Astrocytic Synapse Engulfment Is Differentially Controlled by APOE Genotype

APOE gene variants encoding the apolipoprotein E (ApoE) protein are strong genetic modifiers of risk of Alzheimers disease (AD) with the APOE {varepsilon}4 allele (APOE4) associated with substantially increased disease risk, APOE {varepsilon}2 allele (APOE2) associated with decreased risk and APOE {varepsilon}3 allele (APOE3) considered neutral. Recently the Christchurch variant of APOE3 (APOE3Ch) has been shown to protect people from familial AD. Despite this strong evidence for APOE mediating AD risk, the exact biological mechanisms through which APOE influences pathogenesis remain unknown. Our previous work implicates APOE in synapse degeneration in AD with exacerbated plaque-associated synapse loss, increased accumulation of amyloid beta in synapses, and increased ingestion of synapses by glia around plaques observed in APOE4 carriers. Here we used a cell culture system to test the hypothesis that APOE isoforms would differentially regulate phagocytosis of synapses isolated from human post-mortem AD brain tissue. Humanized APOE knock-in astrocyte cell lines exhibited isoform-dependent differences in phagocytic activity with APOE2 < APOE3 < APOE4 as would be expected if APOE genotype mediated risk at least in part through synapse phagocytosis. Interestingly, astrocytes with the protective APOE3Ch allele phagocytosed synapses similarly to APOE4 astrocytes indicating this variant does not likely protect from AD by reducing astrocyte phagocytosis of synapses. These findings indicate that APOE isoforms differentially regulate astrocytic engulfment of AD-associated synaptic material. These isoform-specific effects are not explained by differences in phosphatidylserine recognition, suggesting the involvement of additional mechanisms underlying ApoE-dependent modulation of astrocyte function.
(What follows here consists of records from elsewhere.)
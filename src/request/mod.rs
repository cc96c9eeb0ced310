use std::future::Future;
use std::sync::Arc;

use crate::network::Connection;
use crate::work::Work;
use crate::AppResult;

mod basic_ops;
mod command;
mod processor;

pub use basic_ops::BasicOps;
pub use command::{
    Smb2Command, Smb2Header, SMB2_FLAGS_ASYNC_COMMAND, SMB2_FLAGS_SERVER_TO_REDIR,
    SMB2_HEADER_SIZE, SMB2_PROTO_ID, STATUS_CANCELLED, STATUS_INSUFFICIENT_RESOURCES,
    STATUS_INVALID_PARAMETER, STATUS_NOT_SUPPORTED, STATUS_PENDING, STATUS_SUCCESS,
};
pub use processor::{complete_async, handle_work};

/// What the core does with a work unit once `process` returned.
#[derive(Debug, Clone, Copy, PartialEq, Eq)]
pub enum Disposition {
    /// The response is final. The work is released after it is sent, unless
    /// it is flagged multi-response.
    Done,
    /// The response is an interim one. After it is sent the work is parked
    /// on its connection under its async id, without the serialization lock,
    /// until `Connection::take_async` or `claim_async` hands it back for
    /// `complete_async`.
    Pending,
}

/// The command layer plugged into the connection core.
///
/// `process` runs with the connection's serialization lock held in the mode
/// the request was classified for, and leaves the response in the work's
/// buffers. Everything about command contents lives on this side.
pub trait ConnectionOps: Send + Sync + 'static {
    fn process(&self, work: &mut Work) -> impl Future<Output = AppResult<Disposition>> + Send;

    /// Called once when the connection task is about to release the
    /// connection, after every request on it has finished.
    fn terminate(&self, conn: &Arc<Connection>) -> impl Future<Output = AppResult<()>> + Send;
}
// Copyright 2025 jonefeewang@gmail.com
//
// Licensed under the Apache License, Version 2.0 (the "License");
// you may not use this file except in compliance with the License.
// You may obtain a copy of the License at
//
//     http://www.apache.org/licenses/LICENSE-2.0
//
// Unless required by applicable law or agreed to in writing, software
// distributed under the License is distributed on an "AS IS" BASIS,
// WITHOUT WARRANTIES OR CONDITIONS OF ANY KIND, either express or implied.
// See the License for the specific language governing permissions and
// limitations under the License.

use std::any::Any;
use std::future::Future;
use std::time::Duration;

use tokio::task::{JoinError, JoinHandle};
use tokio::time;
use tokio_util::sync::CancellationToken;
use tracing::{debug, error, warn};

/// Bounded queue drained by a fixed set of worker tasks. A monitor task
/// restarts workers that died from a panic.
#[derive(Debug)]
pub struct WorkQueue<T> {
    request_tx: async_channel::Sender<T>,
    request_rx: async_channel::Receiver<T>,
    stop_monitor: CancellationToken,
    monitor: JoinHandle<Vec<Worker>>,
}

/// Cloneable producer side of a [`WorkQueue`].
#[derive(Debug)]
pub struct WorkSender<T> {
    request_tx: async_channel::Sender<T>,
}

impl<T> Clone for WorkSender<T> {
    fn clone(&self) -> Self {
        WorkSender {
            request_tx: self.request_tx.clone(),
        }
    }
}

impl<T> WorkSender<T> {
    /// Waits for room in the queue. The item comes back if the queue is
    /// already shut down and the caller has to release it itself.
    pub async fn enqueue(&self, item: T) -> Result<(), T> {
        self.request_tx.send(item).await.map_err(|e| e.into_inner())
    }

    pub fn is_closed(&self) -> bool {
        self.request_tx.is_closed()
    }

    pub fn len(&self) -> usize {
        self.request_tx.len()
    }

    pub fn is_empty(&self) -> bool {
        self.request_tx.is_empty()
    }
}

#[derive(Debug)]
struct Worker {
    id: usize,
    handle: JoinHandle<()>,
}

impl<T: Send + 'static> WorkQueue<T> {
    pub fn new<F, Fut>(
        capacity: usize,
        num_workers: usize,
        monitor_interval: Duration,
        handler: F,
    ) -> Self
    where
        F: Fn(T) -> Fut + Send + Sync + Clone + 'static,
        Fut: Future<Output = ()> + Send + 'static,
    {
        let (request_tx, request_rx) = async_channel::bounded(capacity);

        let workers: Vec<Worker> = (0..num_workers)
            .map(|id| spawn_worker(id, request_rx.clone(), handler.clone()))
            .collect();
        debug!("work queue started with {} workers", num_workers);

        let stop_monitor = CancellationToken::new();
        let monitor = tokio::spawn(monitor_workers(
            workers,
            request_rx.clone(),
            handler,
            monitor_interval,
            stop_monitor.clone(),
        ));

        WorkQueue {
            request_tx,
            request_rx,
            stop_monitor,
            monitor,
        }
    }

    pub fn sender(&self) -> WorkSender<T> {
        WorkSender {
            request_tx: self.request_tx.clone(),
        }
    }

    /// Stops taking new items, lets the workers finish everything already
    /// queued, then tears the workers down.
    pub async fn drain_and_destroy(self) {
        self.request_tx.close();

        self.stop_monitor.cancel();
        let workers = match self.monitor.await {
            Ok(workers) => workers,
            Err(e) => {
                error!("work queue monitor failed: {}", e);
                Vec::new()
            }
        };

        for worker in workers {
            if let Err(e) = worker.handle.await {
                report_failure(worker.id, e);
            }
        }

        // left behind only if the last workers died mid-drain
        let mut dropped = 0;
        while self.request_rx.try_recv().is_ok() {
            dropped += 1;
        }
        if dropped > 0 {
            warn!("work queue dropped {} items nobody processed", dropped);
        }
        debug!("work queue destroyed");
    }
}

fn spawn_worker<T, F, Fut>(id: usize, request_rx: async_channel::Receiver<T>, handler: F) -> Worker
where
    T: Send + 'static,
    F: Fn(T) -> Fut + Send + 'static,
    Fut: Future<Output = ()> + Send + 'static,
{
    let handle = tokio::spawn(async move {
        debug!("worker {} started", id);
        while let Ok(item) = request_rx.recv().await {
            handler(item).await;
        }
        debug!("worker {} exited", id);
    });
    Worker { id, handle }
}

async fn monitor_workers<T, F, Fut>(
    mut workers: Vec<Worker>,
    request_rx: async_channel::Receiver<T>,
    handler: F,
    interval: Duration,
    stop: CancellationToken,
) -> Vec<Worker>
where
    T: Send + 'static,
    F: Fn(T) -> Fut + Send + Clone + 'static,
    Fut: Future<Output = ()> + Send + 'static,
{
    let mut ticker = time::interval(interval);
    loop {
        tokio::select! {
            _ = stop.cancelled() => {
                debug!("worker monitor received stop signal");
                break;
            }
            _ = ticker.tick() => {}
        }

        let mut alive = Vec::with_capacity(workers.len());
        for worker in workers.drain(..) {
            if !worker.handle.is_finished() {
                alive.push(worker);
                continue;
            }
            match worker.handle.await {
                // queue closed, nothing left to do
                Ok(()) => debug!("worker {} finished", worker.id),
                Err(e) => {
                    report_failure(worker.id, e);
                    if request_rx.is_closed() && request_rx.is_empty() {
                        continue;
                    }
                    warn!("worker {} failed, restarting", worker.id);
                    alive.push(spawn_worker(worker.id, request_rx.clone(), handler.clone()));
                }
            }
        }
        workers = alive;
    }
    workers
}

fn report_failure(id: usize, e: JoinError) {
    if e.is_panic() {
        let payload = e.into_panic();
        error!("worker {} panicked with message: {}", id, panic_message(&*payload));
    } else {
        error!("worker {} failed: {}", id, e);
    }
}

fn panic_message(payload: &(dyn Any + Send)) -> &str {
    if let Some(message) = payload.downcast_ref::<&'static str>() {
        message
    } else if let Some(message) = payload.downcast_ref::<String>() {
        message.as_str()
    } else {
        "unknown panic payload"
    }
}

#[cfg(test)]
mod tests {
    use super::*;
    use std::sync::atomic::{AtomicUsize, Ordering};
    use std::sync::Arc;

    #[tokio::test]
    async fn test_drain_processes_everything_queued() {
        let done = Arc::new(AtomicUsize::new(0));
        let counter = done.clone();
        let queue = WorkQueue::new(64, 4, Duration::from_secs(5), move |n: u64| {
            let counter = counter.clone();
            async move {
                time::sleep(Duration::from_millis(n % 5)).await;
                counter.fetch_add(1, Ordering::SeqCst);
            }
        });

        let sender = queue.sender();
        for n in 0..50 {
            assert!(sender.enqueue(n).await.is_ok());
        }
        queue.drain_and_destroy().await;
        assert_eq!(done.load(Ordering::SeqCst), 50);

        // closed queue hands the item back
        assert_eq!(sender.enqueue(7).await, Err(7));
        assert!(sender.is_closed());
    }

    #[tokio::test]
    async fn test_panicked_worker_is_restarted() {
        let done = Arc::new(AtomicUsize::new(0));
        let counter = done.clone();
        let queue = WorkQueue::new(16, 1, Duration::from_millis(10), move |n: u32| {
            let counter = counter.clone();
            async move {
                if n == 0 {
                    panic!("bad request");
                }
                counter.fetch_add(1, Ordering::SeqCst);
            }
        });

        let sender = queue.sender();
        sender.enqueue(0).await.unwrap();
        for n in 1..=3 {
            sender.enqueue(n).await.unwrap();
        }

        time::timeout(Duration::from_secs(2), async {
            while done.load(Ordering::SeqCst) < 3 {
                time::sleep(Duration::from_millis(5)).await;
            }
        })
        .await
        .unwrap();
        queue.drain_and_destroy().await;
        assert_eq!(done.load(Ordering::SeqCst), 3);
    }
}
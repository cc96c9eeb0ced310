// Copyright 2025 jonefeewang@gmail.com
//
// Licensed under the Apache License, Version 2.0 (the "License");
// you may not use this file except in compliance with the License.
// You may obtain a copy of the License at
//
//     http://www.apache.org/licenses/LICENSE-2.0
//
// Unless required by applicable law or agreed to in writing, software
// distributed under the License is distributed on an "AS IS" BASIS,
// WITHOUT WARRANTIES OR CONDITIONS OF ANY KIND, either express or implied.
// See the License for the specific language governing permissions and
// limitations under the License.

pub type AppResult<T> = Result<T, AppError>;

#[derive(Debug, thiserror::Error)]
pub enum AppError {
    /// connection observed dead, or the receive was interrupted for good
    #[error("connection shut down")]
    Shutdown,

    /// transport failed in a way the session layer may recover from
    #[error("connection needs reconnect")]
    ReconnectNeeded,

    #[error("allocation failed: {0}")]
    AllocationFailed(String),

    #[error("identifier space exhausted: {0}")]
    IdExhausted(String),

    /// general errors
    #[error("illegal state: {0}")]
    IllegalState(String),

    #[error("malformed protocol : {0}")]
    MalformedProtocol(String),

    #[error("invalid value: {0}")]
    InvalidValue(String),

    #[error("invalid operation: {0}")]
    InvalidOperation(String),

    #[error("I/O error: {0}")]
    DetailedIo(String),

    #[error("io error: {0}")]
    Io(#[from] std::io::Error),

    #[error("config file error: {0}")]
    Config(#[from] config::ConfigError),

    #[error("tracing setup error: {0}")]
    Tracing(String),
}

impl AppError {
    /// Errors that end the current message cycle on a connection.
    pub fn is_connection_fatal(&self) -> bool {
        matches!(
            self,
            AppError::Shutdown
                | AppError::ReconnectNeeded
                | AppError::Io(_)
                | AppError::DetailedIo(_)
                | AppError::MalformedProtocol(_)
        )
    }
}

impl From<tracing::subscriber::SetGlobalDefaultError> for AppError {
    fn from(value: tracing::subscriber::SetGlobalDefaultError) -> Self {
        AppError::Tracing(value.to_string())
    }
}
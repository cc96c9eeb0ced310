use std::fmt::Debug;
use std::io::IoSlice;
use std::time::Duration;

use async_trait::async_trait;
use tokio::io::AsyncWriteExt;
use tokio::net::tcp::OwnedWriteHalf;
use tokio::net::TcpStream;
use tokio::sync::Mutex;
use tokio::time;
use tracing::debug;

use super::vectored::{TcpReceiver, VectoredReader};
use super::Connection;
use crate::{AppError, AppResult};

/// Byte-stream carrier underneath a [`Connection`]. A new carrier only has
/// to provide these four operations.
#[async_trait]
pub trait Transport: Send + Sync + Debug {
    async fn prepare(&self) -> AppResult<()>;

    /// Fills `buf` completely or fails.
    async fn read(&self, conn: &Connection, buf: &mut [u8]) -> AppResult<usize>;

    /// Sends every slice in order; `total_len` is the sum of their lengths.
    async fn writev(&self, iov: &[IoSlice<'_>], total_len: usize) -> AppResult<usize>;

    async fn disconnect(&self);
}

#[derive(Debug)]
pub struct TcpTransport {
    reader: Mutex<VectoredReader<TcpReceiver>>,
    writer: Mutex<Option<OwnedWriteHalf>>,
    send_timeout: Duration,
}

impl TcpTransport {
    pub fn new(stream: TcpStream, recv_timeout: Duration, send_timeout: Duration) -> Self {
        let (read_half, write_half) = stream.into_split();
        TcpTransport {
            reader: Mutex::new(VectoredReader::new(TcpReceiver::new(
                read_half,
                recv_timeout,
            ))),
            writer: Mutex::new(Some(write_half)),
            send_timeout,
        }
    }
}

#[async_trait]
impl Transport for TcpTransport {
    async fn prepare(&self) -> AppResult<()> {
        if let Some(writer) = self.writer.lock().await.as_ref() {
            writer.as_ref().set_nodelay(true)?;
        }
        Ok(())
    }

    async fn read(&self, conn: &Connection, buf: &mut [u8]) -> AppResult<usize> {
        self.reader.lock().await.read(conn, buf).await
    }

    async fn writev(&self, iov: &[IoSlice<'_>], total_len: usize) -> AppResult<usize> {
        let sum: usize = iov.iter().map(|s| s.len()).sum();
        if sum != total_len {
            return Err(AppError::InvalidValue(format!(
                "writev of {} bytes announced as {}",
                sum, total_len
            )));
        }

        let mut guard = self.writer.lock().await;
        let writer = guard.as_mut().ok_or(AppError::Shutdown)?;

        let mut slices: Vec<IoSlice<'_>> = iov.to_vec();
        let mut remaining = &mut slices[..];
        let mut sent = 0;
        while sent < total_len {
            let length = match time::timeout(self.send_timeout, writer.write_vectored(remaining)).await
            {
                Err(_) => {
                    return Err(AppError::DetailedIo(format!(
                        "send timed out after {:?}",
                        self.send_timeout
                    )))
                }
                Ok(result) => result?,
            };
            if length == 0 {
                return Err(AppError::DetailedIo("peer stopped accepting data".into()));
            }
            sent += length;
            IoSlice::advance_slices(&mut remaining, length);
        }
        Ok(sent)
    }

    async fn disconnect(&self) {
        if let Some(mut writer) = self.writer.lock().await.take() {
            if let Err(e) = writer.shutdown().await {
                debug!("socket shutdown failed: {}", e);
            }
        }
    }
}
use tracing_appender::non_blocking::WorkerGuard;
use tracing_subscriber::fmt::time::ChronoLocal;
use tracing_subscriber::fmt::writer::MakeWriterExt;
use tracing_subscriber::layer::SubscriberExt;
use tracing_subscriber::util::SubscriberInitExt;
use tracing_subscriber::EnvFilter;

use super::{AppError, AppResult};

const TIMER_FORMAT: &str = "%Y-%m-%d %H:%M:%S%.6f";

/// Keeps the non-blocking file writer flushing until dropped.
pub struct TracingGuard {
    _worker_guard: WorkerGuard,
}

fn env_filter(verbose: u8) -> EnvFilter {
    EnvFilter::try_from_default_env().unwrap_or_else(|_| {
        EnvFilter::new(match verbose {
            0 => "warn",
            1 => "info",
            2 => "debug",
            _ => "trace",
        })
    })
}

pub fn setup_local_tracing() -> AppResult<()> {
    dotenv::dotenv().ok();
    let timer = ChronoLocal::new(TIMER_FORMAT.to_string());
    let fmt_layer = tracing_subscriber::fmt::layer()
        .with_timer(timer)
        .with_target(true)
        .with_thread_names(true)
        .with_thread_ids(true)
        .with_line_number(true);
    tracing_subscriber::registry()
        .with(fmt_layer)
        .with(EnvFilter::from_default_env())
        .try_init()
        .map_err(|e| AppError::Tracing(e.to_string()))
}

/// stdout plus an hourly rolling file under `log_dir`
pub fn setup_tracing(log_dir: &str, verbose: u8) -> AppResult<TracingGuard> {
    let file_appender = tracing_appender::rolling::hourly(log_dir, "smbsrv.log");
    let (non_blocking, worker_guard) = tracing_appender::non_blocking(file_appender);
    let writer = non_blocking.and(std::io::stdout);

    let timer = ChronoLocal::new(TIMER_FORMAT.to_string());
    let fmt_layer = tracing_subscriber::fmt::layer()
        .with_timer(timer)
        .with_target(true)
        .with_thread_names(true)
        .with_thread_ids(true)
        .with_file(true)
        .with_line_number(true)
        .with_ansi(true)
        .with_writer(writer);

    tracing_subscriber::registry()
        .with(fmt_layer)
        .with(env_filter(verbose))
        .try_init()
        .map_err(|e| AppError::Tracing(e.to_string()))?;

    Ok(TracingGuard {
        _worker_guard: worker_guard,
    })
}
Significance StatementSekizar and colleagues tested whether APOE, the most important genetic risk factor for Alzheimers disease, could affect risk by influencing the ability of astrocytes to phagocytose synapses. Using astrocyte cell lines exposed to synapses isolated from Alzheimers disease brain tissue, they demonstrate that different APOE isoforms differentially modulate astrocyte-mediated synapse phagocytosis. These results will inform future work to develop therapies that aim to preserve synapses in Alzheimers disease.